PROBLEM
Transcribe the data in full, keeping each line exactly as it appears.

Stored data:
-=-=-=-=-
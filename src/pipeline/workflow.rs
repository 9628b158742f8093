use std::sync::Arc;

use futures_util::future::join_all;
use tracing::{info, instrument, warn};

use super::{PipelineError, ProcessRequest};
use crate::audit::{AuditEntry, AuditLog, GuardrailRule};
use crate::cache::{DegradedMatcher, GoldenLookup};
use crate::embedding::HybridEmbedder;
use crate::extraction::Extractor;
use crate::guardrail::{GuardrailError, PostMatchPolicy, apply_post_match, apply_pre_match};
use crate::model::{ExtractedMention, ExtractionResponse, MatchResult, ProcessedMedicine};
use crate::normalize::normalize;
use crate::retrieval::{HybridRetriever, RetrievalConfig};
use crate::risk::RiskPolicy;
use crate::store::GroundTruthStore;
use crate::vectordb::VectorIndex;

/// Outcome for one mention.
#[derive(Debug, Clone, PartialEq)]
pub enum MentionOutcome {
    Matched(MatchResult),
    /// No ground-truth record could be resolved; always routed to review.
    Unmatched {
        extracted: ExtractedMention,
        guardrail_logs: Vec<String>,
    },
}

impl MentionOutcome {
    pub fn match_result(&self) -> Option<&MatchResult> {
        match self {
            MentionOutcome::Matched(result) => Some(result),
            MentionOutcome::Unmatched { .. } => None,
        }
    }
}

impl From<MentionOutcome> for ProcessedMedicine {
    fn from(outcome: MentionOutcome) -> Self {
        match outcome {
            MentionOutcome::Matched(result) => result.into(),
            MentionOutcome::Unmatched {
                extracted,
                guardrail_logs,
            } => ProcessedMedicine::unmatched(extracted, guardrail_logs),
        }
    }
}

/// Mention outcome plus whether candidates came from the degraded path.
#[derive(Debug, Clone, PartialEq)]
pub struct Resolution {
    pub outcome: MentionOutcome,
    pub degraded: bool,
}

/// Extraction, guardrails, retrieval and classification for one request.
///
/// Holds only read-only collaborators; every request builds its own audit logs.
pub struct GuardrailPipeline<I, S> {
    extractor: Arc<dyn Extractor>,
    golden: Arc<dyn GoldenLookup>,
    retriever: HybridRetriever<I, S>,
    degraded: DegradedMatcher<S>,
    post_match: PostMatchPolicy,
    risk: RiskPolicy,
}

impl<I, S> GuardrailPipeline<I, S>
where
    I: VectorIndex,
    S: GroundTruthStore,
{
    pub fn new(
        extractor: Arc<dyn Extractor>,
        golden: Arc<dyn GoldenLookup>,
        embedder: Arc<dyn HybridEmbedder>,
        index: Arc<I>,
        store: Arc<S>,
        retrieval: RetrievalConfig,
    ) -> Self {
        Self {
            extractor,
            golden,
            retriever: HybridRetriever::new(embedder, index, Arc::clone(&store), retrieval),
            degraded: DegradedMatcher::new(store),
            post_match: PostMatchPolicy::default(),
            risk: RiskPolicy::default(),
        }
    }

    pub fn with_post_match_policy(mut self, policy: PostMatchPolicy) -> Self {
        self.post_match = policy;
        self
    }

    pub fn with_risk_policy(mut self, policy: RiskPolicy) -> Self {
        self.risk = policy;
        self
    }

    /// Processes one request into the contractual response.
    ///
    /// Known fingerprints return the golden response without extraction or
    /// retrieval. Mentions are resolved concurrently; output keeps input order.
    #[instrument(skip_all, fields(prescriber = request.prescriber().unwrap_or("")))]
    pub async fn process(
        &self,
        request: &ProcessRequest,
    ) -> Result<ExtractionResponse, PipelineError> {
        let input = request.validate()?;
        let fingerprint = input.fingerprint();

        let mut workflow = AuditLog::new();
        workflow.fire(GuardrailRule::WorkflowStarted);

        if let Some(cached) = self.golden.get(&fingerprint) {
            info!(fingerprint = %fingerprint, "Golden cache hit; skipping extraction and retrieval");
            workflow.fire(GuardrailRule::GoldenCacheHit);

            let mut guardrail_logs = workflow.compile_chronological();
            for line in cached.guardrail_logs {
                if !guardrail_logs.contains(&line) {
                    guardrail_logs.push(line);
                }
            }
            return Ok(ExtractionResponse {
                medicines: cached.medicines,
                guardrail_logs,
            });
        }

        let mentions = self.extractor.extract(&input).await?;
        info!(input = input.kind(), mentions = mentions.len(), "Extraction complete");

        let prescriber = request.prescriber();
        let resolutions = join_all(
            mentions
                .iter()
                .map(|mention| self.resolve_mention(mention, prescriber)),
        )
        .await;

        let mut medicines = Vec::with_capacity(resolutions.len());
        let mut degraded = false;
        let mut unmatched = false;
        for resolution in resolutions {
            let resolution = resolution?;
            degraded |= resolution.degraded;
            unmatched |= resolution.outcome.match_result().is_none();
            medicines.push(ProcessedMedicine::from(resolution.outcome));
        }

        if degraded {
            workflow.fire(GuardrailRule::DegradedRetrieval);
        }
        if unmatched {
            workflow.fire(GuardrailRule::NoCandidate);
        }
        workflow.fire(GuardrailRule::WorkflowCompleted);

        let response = ExtractionResponse {
            medicines,
            guardrail_logs: workflow.compile_chronological(),
        };
        info!(
            medicines = response.medicines.len(),
            degraded,
            manual_review = response.requires_manual_review(),
            "Request processed"
        );
        Ok(response)
    }

    /// Runs one extracted mention through normalization, the guardrails,
    /// retrieval (or its degraded fallback) and risk classification.
    #[instrument(skip_all, fields(raw = %mention.raw_input))]
    pub async fn resolve_mention(
        &self,
        mention: &ExtractedMention,
        prescriber_id: Option<&str>,
    ) -> Result<Resolution, GuardrailError> {
        let mut log = AuditLog::new();

        let (normalized, entries) = normalize(mention);
        log.extend(entries);

        let (guarded, entries) = apply_pre_match(&normalized);
        log.extend(entries);

        let (candidates, degraded) = match self.retriever.retrieve(&guarded, prescriber_id).await {
            Ok(retrieved) => {
                log.extend(retrieved.entries);
                (retrieved.candidates, false)
            }
            Err(e) => {
                warn!(error = %e, "Hybrid retrieval unavailable; using local match");
                log.fire(GuardrailRule::DegradedRetrieval);
                let candidates = match self.degraded.match_local(&guarded).await {
                    Ok(candidates) => candidates,
                    Err(e) => {
                        warn!(error = %e, "Local match failed");
                        Vec::new()
                    }
                };
                (candidates, true)
            }
        };

        let Some(top) = candidates.into_iter().next() else {
            log.fire(GuardrailRule::NoCandidate);
            return Ok(Resolution {
                outcome: MentionOutcome::Unmatched {
                    extracted: guarded,
                    guardrail_logs: log.compile(),
                },
                degraded,
            });
        };

        let outcome = apply_post_match(&guarded, &top, &self.post_match)?;
        log.extend(outcome.entries);
        debug_assert_eq!(outcome.strength, top.record.official_strength);

        let assessment = self.risk.classify(outcome.score);
        log.record(AuditEntry::with_detail(
            GuardrailRule::ConfidenceTier,
            format!("{} ({:.2})", assessment.tier, outcome.score),
        ));
        if assessment.manual_review_required {
            log.fire(GuardrailRule::ManualReview);
        }

        let result = MatchResult::new(
            guarded,
            top.record,
            outcome.score,
            assessment.tier,
            assessment.manual_review_required,
            outcome.combination_locked,
            log.compile(),
        );

        Ok(Resolution {
            outcome: MentionOutcome::Matched(result),
            degraded,
        })
    }
}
-=-=-=-=-
WORKED SOLUTION
filename src/pipeline/workflow.rs
repository 9628b158742f8093
use std::sync::Arc;

use futures_util::future::join_all;
use tracing::{info, instrument, warn};

use super::{PipelineError, ProcessRequest};
use crate::audit::{AuditEntry, AuditLog, GuardrailRule};
use crate::cache::{DegradedMatcher, GoldenLookup};
use crate::embedding::HybridEmbedder;
use crate::extraction::Extractor;
use crate::guardrail::{GuardrailError, PostMatchPolicy, apply_post_match, apply_pre_match};
use crate::model::{ExtractedMention, ExtractionResponse, MatchResult, ProcessedMedicine};
use crate::normalize::normalize;
use crate::retrieval::{HybridRetriever, RetrievalConfig};
use crate::risk::RiskPolicy;
use crate::store::GroundTruthStore;
use crate::vectordb::VectorIndex;

/// Outcome for one mention.
#[derive(Debug, Clone, PartialEq)]
pub enum MentionOutcome {
    Matched(MatchResult),
    /// No ground-truth record could be resolved; always routed to review.
    Unmatched {
        extracted: ExtractedMention,
        guardrail_logs: Vec<String>,
    },
}

impl MentionOutcome {
    pub fn match_result(&self) -> Option<&MatchResult> {
        match self {
            MentionOutcome::Matched(result) => Some(result),
            MentionOutcome::Unmatched { .. } => None,
        }
    }
}

impl From<MentionOutcome> for ProcessedMedicine {
    fn from(outcome: MentionOutcome) -> Self {
        match outcome {
            MentionOutcome::Matched(result) => result.into(),
            MentionOutcome::Unmatched {
                extracted,
                guardrail_logs,
            } => ProcessedMedicine::unmatched(extracted, guardrail_logs),
        }
    }
}

/// Mention outcome plus whether candidates came from the degraded path.
#[derive(Debug, Clone, PartialEq)]
pub struct Resolution {
    pub outcome: MentionOutcome,
    pub degraded: bool,
}

/// Extraction, guardrails, retrieval and classification for one request.
///
/// Holds only read-only collaborators; every request builds its own audit logs.
pub struct GuardrailPipeline<I, S> {
    extractor: Arc<dyn Extractor>,
    golden: Arc<dyn GoldenLookup>,
    retriever: HybridRetriever<I, S>,
    degraded: DegradedMatcher<S>,
    post_match: PostMatchPolicy,
    risk: RiskPolicy,
}

impl<I, S> GuardrailPipeline<I, S>
where
    I: VectorIndex,
    S: GroundTruthStore,
{
    pub fn new(
        extractor: Arc<dyn Extractor>,
        golden: Arc<dyn GoldenLookup>,
        embedder: Arc<dyn HybridEmbedder>,
        index: Arc<I>,
        store: Arc<S>,
        retrieval: RetrievalConfig,
    ) -> Self {
        Self {
            extractor,
            golden,
            retriever: HybridRetriever::new(embedder, index, Arc::clone(&store), retrieval),
            degraded: DegradedMatcher::new(store),
            post_match: PostMatchPolicy::default(),
            risk: RiskPolicy::default(),
        }
    }

    pub fn with_post_match_policy(mut self, policy: PostMatchPolicy) -> Self {
        self.post_match = policy;
        self
    }

    pub fn with_risk_policy(mut self, policy: RiskPolicy) -> Self {
        self.risk = policy;
        self
    }

    /// Processes one request into the contractual response.
    ///
    /// Known fingerprints return the golden response without extraction or
    /// retrieval. Mentions are resolved concurrently; output keeps input order.
    #[instrument(skip_all, fields(prescriber = request.prescriber().unwrap_or("")))]
    pub async fn process(
        &self,
        request: &ProcessRequest,
    ) -> Result<ExtractionResponse, PipelineError> {
        let input = request.validate()?;
        let fingerprint = input.fingerprint();

        let mut workflow = AuditLog::new();
        workflow.fire(GuardrailRule::WorkflowStarted);

        if let Some(cached) = self.golden.get(&fingerprint) {
            info!(fingerprint = %fingerprint, "Golden cache hit; skipping extraction and retrieval");
            workflow.fire(GuardrailRule::GoldenCacheHit);

            let mut guardrail_logs = workflow.compile_chronological();
            for line in cached.guardrail_logs {
                if !guardrail_logs.contains(&line) {
                    guardrail_logs.push(line);
                }
            }
            return Ok(ExtractionResponse {
                medicines: cached.medicines,
                guardrail_logs,
            });
        }

        let mentions = self.extractor.extract(&input).await?;
        info!(input = input.kind(), mentions = mentions.len(), "Extraction complete");

        let prescriber = request.prescriber();
        let resolutions = join_all(
            mentions
                .iter()
                .map(|mention| self.resolve_mention(mention, prescriber)),
        )
        .await;

        let mut medicines = Vec::with_capacity(resolutions.len());
        let mut degraded = false;
        let mut unmatched = false;
        for resolution in resolutions {
            let resolution = resolution?;
            degraded |= resolution.degraded;
            unmatched |= resolution.outcome.match_result().is_none();
            medicines.push(ProcessedMedicine::from(resolution.outcome));
        }

        if degraded {
            workflow.fire(GuardrailRule::DegradedRetrieval);
        }
        if unmatched {
            workflow.fire(GuardrailRule::NoCandidate);
        }
        workflow.fire(GuardrailRule::WorkflowCompleted);

        let response = ExtractionResponse {
            medicines,
            guardrail_logs: workflow.compile_chronological(),
        };
        info!(
            medicines = response.medicines.len(),
            degraded,
            manual_review = response.requires_manual_review(),
            "Request processed"
        );
        Ok(response)
    }

    /// Runs one extracted mention through normalization, the guardrails,
    /// retrieval (or its degraded fallback) and risk classification.
    #[instrument(skip_all, fields(raw = %mention.raw_input))]
    pub async fn resolve_mention(
        &self,
        mention: &ExtractedMention,
        prescriber_id: Option<&str>,
    ) -> Result<Resolution, GuardrailError> {
        let mut log = AuditLog::new();

        let (normalized, entries) = normalize(mention);
        log.extend(entries);

        let (guarded, entries) = apply_pre_match(&normalized);
        log.extend(entries);

        let (candidates, degraded) = match self.retriever.retrieve(&guarded, prescriber_id).await {
            Ok(retrieved) => {
                log.extend(retrieved.entries);
                (retrieved.candidates, false)
            }
            Err(e) => {
                warn!(error = %e, "Hybrid retrieval unavailable; using local match");
                log.fire(GuardrailRule::DegradedRetrieval);
                let candidates = match self.degraded.match_local(&guarded).await {
                    Ok(candidates) => candidates,
                    Err(e) => {
                        warn!(error = %e, "Local match failed");
                        Vec::new()
                    }
                };
                (candidates, true)
            }
        };

        let Some(top) = candidates.into_iter().next() else {
            log.fire(GuardrailRule::NoCandidate);
            return Ok(Resolution {
                outcome: MentionOutcome::Unmatched {
                    extracted: guarded,
                    guardrail_logs: log.compile(),
                },
                degraded,
            });
        };

        let outcome = apply_post_match(&guarded, &top, &self.post_match)?;
        log.extend(outcome.entries);
        debug_assert_eq!(outcome.strength, top.record.official_strength);

        let assessment = self.risk.classify(outcome.score);
        log.record(AuditEntry::with_detail(
            GuardrailRule::ConfidenceTier,
            format!("{} ({:.2})", assessment.tier, outcome.score),
        ));
        if assessment.manual_review_required {
            log.fire(GuardrailRule::ManualReview);
        }

        let result = MatchResult::new(
            guarded,
            top.record,
            outcome.score,
            assessment.tier,
            assessment.manual_review_required,
            outcome.combination_locked,
            log.compile(),
        );

        Ok(Resolution {
            outcome: MentionOutcome::Matched(result),
            degraded,
        })
    }
}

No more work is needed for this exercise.